Image: National Hurricane Center – NOAA
10 recorded drownings in North Carolina this year - Four of those drownings took place on beaches that were recently renourished. Often, renourishment causes a change in the slope leading from the beach to the water’s edge. The interaction between the beach and the ocean happens over a narrow region that is shared between the sloping of the beach and the approaching waves. When renourishment occurs, there typically is an unnaturally steep slope leading into the water. When waves run up into this sand slope, energy is dissipated as a heavy beach break (see image below). Beach nourishments also cause an increase in riptides which form as the beach and ocean work together to reach equilibrium. Riptides can be disorienting to untrained swimmers and are a common cause of drowning. Doctors report being most concerned about spinal injuries.
Image: Cape May, New Jersey – Dan Ginolfi, 2017
WRDA - On Friday, September 7th, the Subcommittee on Water Resources and Environment will meet to receive testimony from the Corps of Engineers on Chief’s Reports received from the Corps. Congressional review of these reports, along with an explanation of the process by which the Corps develops its projects, is a necessary step in the finalizations of a Water Resources Development Act (WRDA). Major General Scott Spellmon, Deputy Commanding General of Civil and Emergency operations will be a witness at the hearing.

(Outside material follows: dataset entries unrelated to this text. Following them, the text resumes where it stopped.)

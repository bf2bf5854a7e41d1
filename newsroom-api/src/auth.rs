use anyhow::{anyhow, Context};

use crate::{Error, Role, UserId};

/// Bearer credential handed out by `POST auth/login`.
///
/// It is JWT-shaped: the client only ever reads the claims, signature
/// verification is the server's job.
#[derive(Clone, Debug, Eq, Hash, PartialEq, serde::Deserialize, serde::Serialize)]
#[serde(transparent)]
pub struct AuthToken(pub String);

#[derive(Clone, Debug, Eq, PartialEq, serde::Deserialize, serde::Serialize)]
pub struct Claims {
    pub id: UserId,
    pub username: String,
    #[serde(default)]
    pub email: String,
    #[serde(default)]
    pub role: Role,
    #[serde(default, skip_serializing_if = "Option::is_none")]
    pub exp: Option<i64>,
}

impl AuthToken {
    pub fn claims(&self) -> anyhow::Result<Claims> {
        let mut parts = self.0.split('.');
        let payload = match (parts.next(), parts.next(), parts.next(), parts.next()) {
            (Some(_header), Some(payload), Some(_signature), None) => payload,
            _ => return Err(anyhow!("auth token does not have three segments")),
        };
        let payload = base64::decode_config(payload.trim_end_matches('='), base64::URL_SAFE_NO_PAD)
            .context("decoding auth token payload")?;
        serde_json::from_slice(&payload).context("parsing auth token claims")
    }

    /// Build a token carrying `claims` with an empty signature
    pub fn unsigned(claims: &Claims) -> AuthToken {
        let header =
            base64::encode_config(r#"{"alg":"none","typ":"JWT"}"#, base64::URL_SAFE_NO_PAD);
        let payload = base64::encode_config(
            serde_json::to_vec(claims).expect("serializing claims"),
            base64::URL_SAFE_NO_PAD,
        );
        AuthToken(format!("{header}.{payload}."))
    }
}

#[derive(Clone, Debug, serde::Deserialize, serde::Serialize)]
pub struct Credentials {
    pub email: String,
    pub password: String,
}

impl Credentials {
    pub fn validate(&self) -> Result<(), Error> {
        if self.email.trim().is_empty() {
            return Err(Error::MissingField(String::from("email")));
        }
        if self.password.is_empty() {
            return Err(Error::MissingField(String::from("password")));
        }
        crate::validate_string(&self.email)?;
        crate::validate_string(&self.password)?;
        Ok(())
    }
}

#[derive(Clone, Debug, serde::Deserialize, serde::Serialize)]
pub struct LoginResponse {
    pub token: AuthToken,
}
use std::sync::Arc;

use anyhow::anyhow;
use parking_lot::Mutex;

use crate::{
    api::{self, ArticleId, Comment, CommentId, ReplyId, Vote},
    Confirm, Controls, Deletion, EntityKey, Error, Gateway, Identity, Overlay, UiState,
};

#[derive(Debug, Default)]
struct Thread {
    /// Article whose thread is currently displayed
    article: Option<ArticleId>,

    /// Comments in the order the server returned them
    comments: Arc<Vec<Comment>>,

    loading: bool,
    overlay: Overlay,
}

impl Thread {
    fn is_current(&self, article: &ArticleId) -> bool {
        self.article.as_ref() == Some(article)
    }

    fn prune_overlay(&mut self) {
        let comments = &self.comments;
        self.overlay.prune(|k| match k {
            EntityKey::Comment(id) => comments.iter().any(|c| c.id == *id),
            EntityKey::Reply(id) => comments
                .iter()
                .any(|c| c.replies.iter().any(|r| r.id == *id)),
        });
    }
}

/// The comment thread of one article.
///
/// Every mutation goes to the server first; local state only ever changes by
/// swapping in what the server answered. Calls may overlap: the lock is never
/// held while waiting on the gateway, and whichever response lands last wins.
pub struct CommentStore<G> {
    gateway: G,
    state: Mutex<Thread>,
}

fn logged<T>(what: &str, res: Result<T, Error>) -> Result<T, Error> {
    if let Err(err) = &res {
        tracing::warn!(%err, "{what} failed");
    }
    res
}

impl<G: Gateway> CommentStore<G> {
    pub fn new(gateway: G) -> CommentStore<G> {
        CommentStore {
            gateway,
            state: Mutex::new(Thread::default()),
        }
    }

    pub fn gateway(&self) -> &G {
        &self.gateway
    }

    pub fn article(&self) -> Option<ArticleId> {
        self.state.lock().article.clone()
    }

    pub fn comments(&self) -> Arc<Vec<Comment>> {
        self.state.lock().comments.clone()
    }

    pub fn comment(&self, id: &CommentId) -> Option<Comment> {
        self.state
            .lock()
            .comments
            .iter()
            .find(|c| c.id == *id)
            .cloned()
    }

    pub fn is_loading(&self) -> bool {
        self.state.lock().loading
    }

    pub fn with_overlay<R>(&self, f: impl FnOnce(&mut Overlay) -> R) -> R {
        f(&mut self.state.lock().overlay)
    }

    pub fn ui_state(&self, key: &EntityKey) -> UiState {
        self.state.lock().overlay.state(key)
    }

    /// Controls to show for an entity of the current thread, `None` if it is
    /// not in the thread
    pub fn controls(&self, key: &EntityKey, actor: &Identity) -> Option<Controls> {
        let st = self.state.lock();
        let ui = st.overlay.state(key);
        match key {
            EntityKey::Comment(id) => st
                .comments
                .iter()
                .find(|c| c.id == *id)
                .map(|c| Controls::for_comment(c, actor, &ui)),
            EntityKey::Reply(id) => st
                .comments
                .iter()
                .find_map(|c| c.replies.iter().find(|r| r.id == *id))
                .map(|r| Controls::for_reply(r, actor, &ui)),
        }
    }

    /// Fetch the whole thread of `article` and make it the displayed one.
    ///
    /// On failure the thread is left empty and loading stops; there is no
    /// retry.
    pub async fn load_thread(&self, article: &ArticleId) -> Result<Arc<Vec<Comment>>, Error> {
        {
            let mut st = self.state.lock();
            if !st.is_current(article) {
                st.article = Some(article.clone());
                st.comments = Arc::new(Vec::new());
                st.overlay = Overlay::default();
            }
            st.loading = true;
        }
        tracing::debug!(%article, "loading comment thread");
        let res = logged(
            "loading comment thread",
            self.gateway.fetch_thread(article).await,
        );

        let mut st = self.state.lock();
        if !st.is_current(article) {
            tracing::warn!(%article, "discarding thread of an article no longer displayed");
            return res.map(Arc::new);
        }
        st.loading = false;
        match res {
            Ok(comments) => {
                tracing::debug!(%article, num_comments = comments.len(), "loaded comment thread");
                st.comments = Arc::new(comments);
                st.prune_overlay();
                Ok(st.comments.clone())
            }
            Err(err) => {
                st.comments = Arc::new(Vec::new());
                st.prune_overlay();
                Err(err)
            }
        }
    }

    /// Post a new top-level comment; it lands at the end of the thread
    pub async fn post_comment(
        &self,
        article: &ArticleId,
        text: &str,
        actor: &Identity,
    ) -> Result<Comment, Error> {
        api::validate_text(text)?;
        let token = actor.bearer()?;
        tracing::debug!(%article, "posting comment");
        let created = logged(
            "posting comment",
            self.gateway.post_comment(token, article, text).await,
        )?;

        let mut st = self.state.lock();
        if !st.is_current(&created.article_id) {
            tracing::warn!(
                comment = %created.id,
                "discarding new comment of an article no longer displayed"
            );
            return Ok(created);
        }
        let comments = Arc::make_mut(&mut st.comments);
        match comments.iter_mut().find(|c| c.id == created.id) {
            Some(c) => *c = created.clone(),
            None => comments.push(created.clone()),
        }
        Ok(created)
    }

    pub async fn edit_comment(
        &self,
        comment: &CommentId,
        text: &str,
        actor: &Identity,
    ) -> Result<Comment, Error> {
        api::validate_text(text)?;
        let token = actor.bearer()?;
        tracing::debug!(%comment, "editing comment");
        let updated = logged(
            "editing comment",
            self.gateway.edit_comment(token, comment, text).await,
        )?;
        if self.replace(comment, updated.clone())? {
            self.with_overlay(|o| o.cancel_edit(&EntityKey::Comment(comment.clone())));
        }
        Ok(updated)
    }

    /// Delete a comment after the user confirmed it
    pub async fn delete_comment(
        &self,
        comment: &CommentId,
        actor: &Identity,
        confirm: &dyn Confirm,
    ) -> Result<Deletion, Error> {
        let token = actor.bearer()?;
        if !confirm.confirm("Are you sure you want to delete this comment?") {
            tracing::debug!(%comment, "comment deletion declined");
            return Ok(Deletion::Declined);
        }
        tracing::debug!(%comment, "deleting comment");
        logged(
            "deleting comment",
            self.gateway.delete_comment(token, comment).await,
        )?;

        let mut st = self.state.lock();
        let st = &mut *st;
        if st.comments.iter().any(|c| c.id == *comment) {
            Arc::make_mut(&mut st.comments).retain(|c| c.id != *comment);
            st.prune_overlay();
        } else {
            tracing::warn!(%comment, "deleted comment was not in the displayed thread");
        }
        Ok(Deletion::Done(()))
    }

    /// Like or dislike a comment. Counts come from the server's answer only.
    pub async fn vote_comment(
        &self,
        comment: &CommentId,
        vote: Vote,
        actor: &Identity,
    ) -> Result<Comment, Error> {
        let token = actor.bearer()?;
        tracing::debug!(%comment, ?vote, "voting on comment");
        let updated = logged(
            "voting on comment",
            self.gateway.vote_comment(token, comment, vote).await,
        )?;
        self.replace(comment, updated.clone())?;
        Ok(updated)
    }

    /// Returns the parent comment with its refreshed replies
    pub async fn post_reply(
        &self,
        comment: &CommentId,
        text: &str,
        actor: &Identity,
    ) -> Result<Comment, Error> {
        api::validate_text(text)?;
        let token = actor.bearer()?;
        tracing::debug!(%comment, "posting reply");
        let updated = logged(
            "posting reply",
            self.gateway.post_reply(token, comment, text).await,
        )?;
        if self.replace(comment, updated.clone())? {
            let key = EntityKey::Comment(comment.clone());
            self.with_overlay(|o| {
                o.close_reply(&key);
                o.set_replies_visible(&key, true);
            });
        }
        Ok(updated)
    }

    pub async fn edit_reply(
        &self,
        comment: &CommentId,
        reply: &ReplyId,
        text: &str,
        actor: &Identity,
    ) -> Result<Comment, Error> {
        api::validate_text(text)?;
        let token = actor.bearer()?;
        tracing::debug!(%comment, %reply, "editing reply");
        let updated = logged(
            "editing reply",
            self.gateway.edit_reply(token, comment, reply, text).await,
        )?;
        if self.replace(comment, updated.clone())? {
            self.with_overlay(|o| o.cancel_edit(&EntityKey::Reply(reply.clone())));
        }
        Ok(updated)
    }

    pub async fn delete_reply(
        &self,
        comment: &CommentId,
        reply: &ReplyId,
        actor: &Identity,
        confirm: &dyn Confirm,
    ) -> Result<Deletion<Comment>, Error> {
        let token = actor.bearer()?;
        if !confirm.confirm("Are you sure you want to delete this reply?") {
            tracing::debug!(%comment, %reply, "reply deletion declined");
            return Ok(Deletion::Declined);
        }
        tracing::debug!(%comment, %reply, "deleting reply");
        let updated = logged(
            "deleting reply",
            self.gateway.delete_reply(token, comment, reply).await,
        )?;
        if self.replace(comment, updated.clone())? {
            self.with_overlay(|o| o.remove(&EntityKey::Reply(reply.clone())));
        }
        Ok(Deletion::Done(updated))
    }

    /// Swap the server's version of `expected` into the thread.
    ///
    /// Returns whether it was applied: responses for a thread that is no
    /// longer displayed, or for a comment that went away meanwhile, are
    /// dropped.
    fn replace(&self, expected: &CommentId, updated: Comment) -> Result<bool, Error> {
        if updated.id != *expected {
            return Err(Error::Fetch(anyhow!(
                "server answered with comment {} instead of {}",
                updated.id,
                expected
            )));
        }
        let mut st = self.state.lock();
        if !st.is_current(&updated.article_id) {
            tracing::warn!(
                comment = %updated.id,
                "discarding response for an article no longer displayed"
            );
            return Ok(false);
        }
        match Arc::make_mut(&mut st.comments)
            .iter_mut()
            .find(|c| c.id == updated.id)
        {
            Some(c) => {
                *c = updated;
                Ok(true)
            }
            None => {
                tracing::warn!(
                    comment = %updated.id,
                    "discarding response for a comment no longer displayed"
                );
                Ok(false)
            }
        }
    }
}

The Congressional Research Service has issued a short 2-pager on Freshwater Harmful Algal Blooms. ‘Harmful’ seems redundant…To read it click here.
Florida Governor Rick Scott is under fire from Floridians claiming his Administration has done little for environmental protection in response to climate change. The science and information about climate change was brought before the Governor but no action was taken. Florida’s red tide is causing empty beaches and putrid air from thousands of pounds of decaying marine life, including fish, dolphins and manatees. Business and tourism are down roughly 50 % and has lost roughly $90 million since the red tide began. The red tide, in combination with the algal blooms from Lake Okeechobee, are contaminating Florida waters and causing disruption statewide. Florida is not the only state concerned…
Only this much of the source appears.